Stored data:
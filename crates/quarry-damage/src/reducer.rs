//! Damage reducer.
//!
//! Folds the running damage through each function in order. The fold never
//! looks at modifier types and never clamps; both are left to callers.

use serde::{Deserialize, Serialize};
use tracing::trace;

use crate::modifier::DamageFunction;
use crate::registry::PlannedFunction;
use crate::step::{AppliedModifier, DamageStep};

/// Health at or below this value after damage means death.
pub const DEATH_THRESHOLD: f64 = 0.0;

/// Left-fold `base` through `functions`.
pub fn reduce<'a, I>(base: f64, functions: I) -> f64
where
    I: IntoIterator<Item = &'a DamageFunction>,
{
    functions
        .into_iter()
        .fold(base, |running, function| function.apply(running))
}

/// Whether `damage` leaves `health` at or below the death threshold.
///
/// Targets without health never die from damage.
#[must_use]
pub fn will_cause_death(health: Option<f64>, damage: f64) -> bool {
    health.is_some_and(|health| health - damage <= DEATH_THRESHOLD)
}

/// What to do with a negative final damage value.
#[derive(Debug, Clone, Copy, PartialEq, Eq, Default, Serialize, Deserialize)]
pub enum NegativeDamagePolicy {
    /// Negative damage becomes zero.
    #[default]
    ClampToZero,
    /// Negative damage is passed on (the host may treat it as healing).
    Allow,
}

impl NegativeDamagePolicy {
    /// Apply the policy to a final value.
    #[must_use]
    pub fn apply(self, damage: f64) -> f64 {
        match self {
            Self::ClampToZero => damage.max(0.0),
            Self::Allow => damage,
        }
    }
}

/// Full breakdown of a reduction.
#[derive(Debug, Clone, PartialEq)]
pub struct Reduction {
    base_damage: f64,
    final_damage: f64,
    applied: Vec<AppliedModifier>,
    steps: Vec<DamageStep>,
}

impl Reduction {
    /// Damage the fold started from.
    #[must_use]
    pub fn base_damage(&self) -> f64 {
        self.base_damage
    }

    /// Damage the fold produced.
    #[must_use]
    pub fn final_damage(&self) -> f64 {
        self.final_damage
    }

    /// Every applied modifier, in order.
    #[must_use]
    pub fn applied(&self) -> &[AppliedModifier] {
        &self.applied
    }

    /// Steps in order of application.
    #[must_use]
    pub fn steps(&self) -> &[DamageStep] {
        &self.steps
    }

    /// Value a modifier produced, if it ran.
    #[must_use]
    pub fn output_of(&self, modifier: &crate::modifier::DamageModifier) -> Option<f64> {
        self.applied
            .iter()
            .find(|applied| &applied.modifier == modifier)
            .map(|applied| applied.output)
    }

    pub(crate) fn into_parts(self) -> (Vec<AppliedModifier>, Vec<DamageStep>) {
        (self.applied, self.steps)
    }
}

/// Fold `base` through a resolved plan, recording every modifier and step.
///
/// Consecutive functions attributed to the same step form one step.
#[must_use]
pub fn reduce_traced(base: f64, plan: &[PlannedFunction<'_>], log_steps: bool) -> Reduction {
    let mut running = base;
    let mut applied = Vec::with_capacity(plan.len());
    let mut steps: Vec<DamageStep> = Vec::new();

    for planned in plan {
        let input = running;
        running = planned.function.apply(input);
        if log_steps {
            trace!(
                "{} [{}]: {} -> {}",
                planned.function.modifier(),
                planned.step,
                input,
                running
            );
        }

        let record = AppliedModifier {
            modifier: planned.function.modifier().clone(),
            input,
            output: running,
        };
        match steps.last_mut() {
            Some(step) if step.step_type() == planned.step => step.record(record.clone()),
            _ => {
                let mut step = DamageStep::new(planned.step.clone(), input);
                step.record(record.clone());
                steps.push(step);
            },
        }
        applied.push(record);
    }

    Reduction {
        base_damage: base,
        final_damage: running,
        applied,
        steps,
    }
}

// ============================================================================
// Tests
// ============================================================================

-- TASK OBJECTIVE --
Each line of the records with the word "ClampToZero" in it is to be copied.

-- EXERCISE SOLUTION --
    ClampToZero,
            Self::ClampToZero => damage.max(0.0),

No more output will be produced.